Administration of cyclic myelin basic protein (MBP) 87–99 peptide analogues using prophylactic or therapeutic protocols ameliorates the development of MBP_72–85-induced experimental autoimmune encephalomyelitis (EAE) in female Lewis rats. (A) Mean clinical scores of MBP_72–85-EAE in groups of rats that were treated subcutaneously (s.c.) with wild type linear MBP_87–99, as control, either 2 days before (prophylactic) or 2 days after (therapeutic) immunization with MBP_72–85 (30 μg) for the induction of EAE (n = 3 for each group); (B,C) Mean clinical scores of MBP_72–85-EAE in groups of rats that were treated s.c. with either cyclo(91–99)[Ala⁹⁶]MBP_87–99, cyclo(87–99)[Ala^91,96]MBP_87–99 or cyclo(87–99)[Arg⁹¹, Ala⁹⁶]MBP_87–99 (500 μg), either two days before (B) or two days after (C) immunization with MBP_72–85 (30 μg) for the induction of EAE (n = 3 for each group); (D) Mean clinical scores of EAE in groups of rats that were immunized with MBP_72–85 or cyclo(87–99)[Arg⁹¹, Ala⁹⁶]MBP_87–99 (at 30 μg and 500 μg), emulsified in complete Freund’s adjuvant (CFA) for the induction of EAE (n = 3 for MBP_72–85; n = 3 for cyclic analogue).

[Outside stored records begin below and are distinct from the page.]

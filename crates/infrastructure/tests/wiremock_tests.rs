//! End-to-end briefing tests
//!
//! Real adapters wired into the orchestrator, with the weather service
//! replaced by a wiremock server.

use std::sync::Arc;

use application::ports::{LocationSnapshot, SettingsPort};
use application::services::{
    AmbientSoundCoordinator, BriefingFailure, BriefingOrchestrator, BriefingPhase,
    FallbackReason, LocationResolver, LocationSource, TriggerOutcome, TriggerReason,
};
use domain::value_objects::{GeoLocation, SoundId, WeatherCategory};
use infrastructure::{
    FileSettingsStore, HeadlessAudioOutput, WatchLocationProvider, WatchReachability,
    WeatherAdapter,
};
use integration_weather::WeatherConfig;
use tempfile::TempDir;
use wiremock::{
    Mock, MockServer, ResponseTemplate,
    matchers::{method, path, query_param},
};

fn weather_body(main: &str, wind: f64) -> serde_json::Value {
    serde_json::json!({
        "weather": [{"main": main, "description": main.to_lowercase()}],
        "main": {"temp": 18.0},
        "visibility": 10000,
        "wind": {"speed": wind},
        "name": "New York"
    })
}

struct Harness {
    orchestrator: Arc<BriefingOrchestrator>,
    location: Arc<WatchLocationProvider>,
    reachability: Arc<WatchReachability>,
    audio: Arc<HeadlessAudioOutput>,
    settings: Arc<FileSettingsStore>,
    _dir: TempDir,
}

#[allow(clippy::expect_used)]
fn harness(server: &MockServer, snapshot: LocationSnapshot) -> Harness {
    let dir = TempDir::new().expect("temp dir");
    let weather = WeatherAdapter::with_config(WeatherConfig {
        base_url: server.uri(),
        api_key: "e2e-key".to_string(),
        timeout_secs: 5,
    })
    .expect("adapter");

    let location = Arc::new(WatchLocationProvider::new(snapshot));
    let reachability = Arc::new(WatchReachability::new(true));
    let audio = Arc::new(HeadlessAudioOutput::new());
    let settings = Arc::new(FileSettingsStore::open(dir.path().join("settings.json")));
    let sounds = Arc::new(AmbientSoundCoordinator::new(
        audio.clone(),
        settings.clone(),
    ));

    let orchestrator = Arc::new(BriefingOrchestrator::new(
        Arc::new(weather),
        location.clone(),
        reachability.clone(),
        sounds,
        LocationResolver::default(),
    ));

    Harness {
        orchestrator,
        location,
        reachability,
        audio,
        settings,
        _dir: dir,
    }
}

#[tokio::test]
async fn thunderstorm_briefing_plays_and_flags_risk() {
    let server = MockServer::start().await;
    Mock::given(method("GET"))
        .and(path("/weather"))
        .respond_with(ResponseTemplate::new(200).set_body_json(weather_body("Thunderstorm", 50.0)))
        .mount(&server)
        .await;

    let h = harness(&server, LocationSnapshot::authorized(GeoLocation::new_york()));
    let outcome = h.orchestrator.trigger(TriggerReason::Activation).await;

    assert!(matches!(outcome, TriggerOutcome::Settled(_)));
    let state = h.orchestrator.snapshot();
    assert_eq!(state.phase(), BriefingPhase::Settled);
    assert_eq!(state.location_source, Some(LocationSource::Device));

    let risk = state.risk().expect("risk while loaded");
    assert_eq!(risk.waiting_time.label(), "45+ min");
    assert_eq!(risk.runway_congestion.label(), "High");
    assert!(risk.delay_probability);
    assert_eq!(h.audio.now_playing(), Some(SoundId::Rain));
}

#[tokio::test]
async fn server_error_stops_sound_and_keeps_reading() {
    let server = MockServer::start().await;
    Mock::given(method("GET"))
        .and(path("/weather"))
        .respond_with(ResponseTemplate::new(200).set_body_json(weather_body("Rain", 10.0)))
        .up_to_n_times(1)
        .mount(&server)
        .await;
    Mock::given(method("GET"))
        .and(path("/weather"))
        .respond_with(ResponseTemplate::new(500))
        .mount(&server)
        .await;

    let h = harness(&server, LocationSnapshot::authorized(GeoLocation::new_york()));
    h.orchestrator.trigger(TriggerReason::Activation).await;
    assert_eq!(h.audio.now_playing(), Some(SoundId::Rain));

    let outcome = h.orchestrator.trigger(TriggerReason::UserRetry).await;
    assert!(matches!(
        outcome,
        TriggerOutcome::Failed(BriefingFailure::LoadFailed)
    ));

    let state = h.orchestrator.snapshot();
    assert_eq!(state.error, Some(BriefingFailure::LoadFailed));
    assert!(state.risk().is_none());
    assert_eq!(state.reading.category, WeatherCategory::Rain);
    assert_eq!(h.audio.now_playing(), None);
}

#[tokio::test]
async fn denied_permission_requests_fallback_coordinates() {
    let server = MockServer::start().await;
    Mock::given(method("GET"))
        .and(path("/weather"))
        .and(query_param("lat", "40.7128"))
        .and(query_param("lon", "-74.0060"))
        .and(query_param("units", "metric"))
        .and(query_param("appid", "e2e-key"))
        .respond_with(ResponseTemplate::new(200).set_body_json(weather_body("Clear", 5.0)))
        .expect(1)
        .mount(&server)
        .await;

    let h = harness(&server, LocationSnapshot::denied());
    h.orchestrator.trigger(TriggerReason::Activation).await;

    let state = h.orchestrator.snapshot();
    assert_eq!(state.phase(), BriefingPhase::Settled);
    assert_eq!(
        state.location_source,
        Some(LocationSource::Fallback(FallbackReason::PermissionDenied))
    );
    assert_eq!(h.audio.now_playing(), Some(SoundId::Calm));
}

#[tokio::test]
async fn unreachable_network_skips_request() {
    let server = MockServer::start().await;
    Mock::given(method("GET"))
        .respond_with(ResponseTemplate::new(200).set_body_json(weather_body("Clear", 5.0)))
        .expect(0)
        .mount(&server)
        .await;

    let h = harness(&server, LocationSnapshot::authorized(GeoLocation::new_york()));
    h.reachability.set_reachable(false);

    let outcome = h.orchestrator.trigger(TriggerReason::Activation).await;
    assert!(matches!(
        outcome,
        TriggerOutcome::Failed(BriefingFailure::NoNetwork)
    ));
    assert_eq!(
        h.orchestrator.snapshot().error_message(),
        Some(application::services::NO_NETWORK_MESSAGE)
    );
}

#[tokio::test]
async fn disabled_sounds_stay_silent_after_reload() {
    let server = MockServer::start().await;
    Mock::given(method("GET"))
        .and(path("/weather"))
        .respond_with(ResponseTemplate::new(200).set_body_json(weather_body("Snow", 5.0)))
        .mount(&server)
        .await;

    let h = harness(&server, LocationSnapshot::authorized(GeoLocation::new_york()));
    h.orchestrator.trigger(TriggerReason::Activation).await;
    assert_eq!(h.audio.now_playing(), Some(SoundId::Rain));

    h.orchestrator
        .sounds()
        .set_globally_enabled(false)
        .expect("persist");
    assert_eq!(h.audio.now_playing(), None);
    assert!(!h.settings.sounds_enabled());

    h.orchestrator.trigger(TriggerReason::UserRetry).await;
    assert_eq!(h.audio.now_playing(), None);
}

#[tokio::test]
async fn new_fix_refreshes_briefing() {
    let server = MockServer::start().await;
    Mock::given(method("GET"))
        .and(path("/weather"))
        .and(query_param("lat", "51.4700"))
        .respond_with(ResponseTemplate::new(200).set_body_json(weather_body("Fog", 5.0)))
        .expect(1)
        .mount(&server)
        .await;
    Mock::given(method("GET"))
        .and(path("/weather"))
        .respond_with(ResponseTemplate::new(200).set_body_json(weather_body("Clear", 5.0)))
        .mount(&server)
        .await;

    let h = harness(&server, LocationSnapshot::authorized(GeoLocation::new_york()));
    h.orchestrator.trigger(TriggerReason::Activation).await;

    let mut states = h.orchestrator.subscribe();
    tokio::spawn(h.orchestrator.clone().watch_location(h.location.changes()));
    for _ in 0..10 {
        tokio::task::yield_now().await;
    }

    h.location.update_fix(GeoLocation::new_unchecked(51.47, -0.4543));

    let settled = tokio::time::timeout(std::time::Duration::from_secs(5), async {
        loop {
            if states.changed().await.is_err() {
                return None;
            }
            let state = states.borrow_and_update().clone();
            if state.phase() == BriefingPhase::Settled
                && state.reading.category == WeatherCategory::Fog
            {
                return Some(state);
            }
        }
    })
    .await
    .expect("briefing refreshed in time");

    assert!(settled.is_some());
}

Data are from one (A,D, and experiments using cyclo(91–99)[Ala⁹⁶]MBP_87–99 and cyclo(87–99)[Ala^91,96]MBP_87–99), or one representative (experiment 1) of three (experiments using cyclo(87–99)[Arg⁹¹, Ala⁹⁶]MBP_87–99), independent experiments (total animals used: experiment 1, n = 24; experiment 2, n = 18; experiment 3, n = 12). Statistical significance after multigroup comparisons, using the Mann–Whitney test, is shown (*, p < 0.05).